### The problem
Which lines have the string "version"? Copy all of them from the entries below.
§
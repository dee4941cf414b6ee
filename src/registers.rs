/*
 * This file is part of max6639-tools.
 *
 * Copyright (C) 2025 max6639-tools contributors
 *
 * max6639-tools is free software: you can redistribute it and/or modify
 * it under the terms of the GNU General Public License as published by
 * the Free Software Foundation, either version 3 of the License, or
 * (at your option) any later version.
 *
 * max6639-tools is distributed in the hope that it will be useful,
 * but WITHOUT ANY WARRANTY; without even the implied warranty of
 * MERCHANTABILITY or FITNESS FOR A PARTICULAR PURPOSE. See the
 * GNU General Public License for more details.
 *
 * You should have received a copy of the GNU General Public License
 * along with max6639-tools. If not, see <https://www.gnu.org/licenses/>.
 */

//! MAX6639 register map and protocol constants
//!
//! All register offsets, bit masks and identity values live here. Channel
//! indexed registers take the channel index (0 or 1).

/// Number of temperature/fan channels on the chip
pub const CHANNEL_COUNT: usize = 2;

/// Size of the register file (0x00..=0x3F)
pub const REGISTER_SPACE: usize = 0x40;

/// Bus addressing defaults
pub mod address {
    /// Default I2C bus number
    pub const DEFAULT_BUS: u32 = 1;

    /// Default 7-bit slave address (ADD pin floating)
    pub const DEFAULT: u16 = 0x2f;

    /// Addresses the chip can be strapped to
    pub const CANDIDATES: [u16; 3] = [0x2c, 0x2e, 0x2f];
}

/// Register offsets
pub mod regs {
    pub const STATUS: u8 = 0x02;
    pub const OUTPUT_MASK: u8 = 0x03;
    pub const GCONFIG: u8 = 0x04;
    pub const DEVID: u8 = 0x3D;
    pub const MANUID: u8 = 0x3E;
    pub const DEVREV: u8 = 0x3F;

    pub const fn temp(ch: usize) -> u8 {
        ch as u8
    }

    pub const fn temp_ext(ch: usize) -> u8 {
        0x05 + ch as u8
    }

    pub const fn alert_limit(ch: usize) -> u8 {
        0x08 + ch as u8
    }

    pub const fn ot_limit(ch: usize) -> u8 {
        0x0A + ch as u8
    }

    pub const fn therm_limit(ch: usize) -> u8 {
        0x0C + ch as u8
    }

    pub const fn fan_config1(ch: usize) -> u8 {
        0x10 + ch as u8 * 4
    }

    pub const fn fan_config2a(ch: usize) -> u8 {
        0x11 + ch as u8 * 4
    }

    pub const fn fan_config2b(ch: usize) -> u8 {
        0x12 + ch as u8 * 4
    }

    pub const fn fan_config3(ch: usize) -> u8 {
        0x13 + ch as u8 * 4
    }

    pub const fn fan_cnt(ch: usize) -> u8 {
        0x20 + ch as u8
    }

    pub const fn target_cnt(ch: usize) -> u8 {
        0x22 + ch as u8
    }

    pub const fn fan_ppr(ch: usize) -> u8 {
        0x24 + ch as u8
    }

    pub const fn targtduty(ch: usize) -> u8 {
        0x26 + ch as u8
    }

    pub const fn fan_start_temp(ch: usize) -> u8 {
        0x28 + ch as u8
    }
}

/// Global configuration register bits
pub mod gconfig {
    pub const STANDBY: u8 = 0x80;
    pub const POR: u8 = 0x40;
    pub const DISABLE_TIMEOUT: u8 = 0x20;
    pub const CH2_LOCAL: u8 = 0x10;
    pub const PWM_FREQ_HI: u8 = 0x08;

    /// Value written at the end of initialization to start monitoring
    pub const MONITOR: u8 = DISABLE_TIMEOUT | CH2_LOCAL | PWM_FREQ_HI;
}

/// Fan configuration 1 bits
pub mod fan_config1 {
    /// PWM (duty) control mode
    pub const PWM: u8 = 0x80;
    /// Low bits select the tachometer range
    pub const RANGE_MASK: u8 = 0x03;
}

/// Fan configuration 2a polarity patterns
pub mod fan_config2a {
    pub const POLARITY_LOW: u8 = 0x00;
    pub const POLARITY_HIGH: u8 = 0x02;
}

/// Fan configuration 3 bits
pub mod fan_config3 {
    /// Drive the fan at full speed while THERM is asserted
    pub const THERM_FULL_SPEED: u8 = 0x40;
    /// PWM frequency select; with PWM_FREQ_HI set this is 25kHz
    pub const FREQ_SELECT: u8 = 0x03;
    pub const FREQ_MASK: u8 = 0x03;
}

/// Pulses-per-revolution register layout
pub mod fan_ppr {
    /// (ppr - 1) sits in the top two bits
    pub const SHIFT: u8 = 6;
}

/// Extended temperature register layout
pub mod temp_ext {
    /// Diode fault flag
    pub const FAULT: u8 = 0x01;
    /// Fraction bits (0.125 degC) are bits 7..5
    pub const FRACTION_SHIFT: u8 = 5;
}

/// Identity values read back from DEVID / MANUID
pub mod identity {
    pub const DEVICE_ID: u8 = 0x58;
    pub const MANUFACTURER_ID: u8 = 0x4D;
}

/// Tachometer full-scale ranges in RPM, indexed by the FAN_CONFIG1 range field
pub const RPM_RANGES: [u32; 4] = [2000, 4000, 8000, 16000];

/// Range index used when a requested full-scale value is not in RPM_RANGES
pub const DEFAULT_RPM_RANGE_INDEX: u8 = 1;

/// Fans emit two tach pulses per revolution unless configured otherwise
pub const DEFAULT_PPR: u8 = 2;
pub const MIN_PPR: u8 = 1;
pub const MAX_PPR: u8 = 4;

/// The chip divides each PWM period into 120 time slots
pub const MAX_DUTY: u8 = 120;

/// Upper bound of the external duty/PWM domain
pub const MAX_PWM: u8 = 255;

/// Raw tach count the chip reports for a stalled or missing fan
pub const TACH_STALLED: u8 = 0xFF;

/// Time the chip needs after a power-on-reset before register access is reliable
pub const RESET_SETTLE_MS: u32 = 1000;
§
### Answer to this exercise
 * the Free Software Foundation, either version 3 of the License, or
 * (at your option) any later version.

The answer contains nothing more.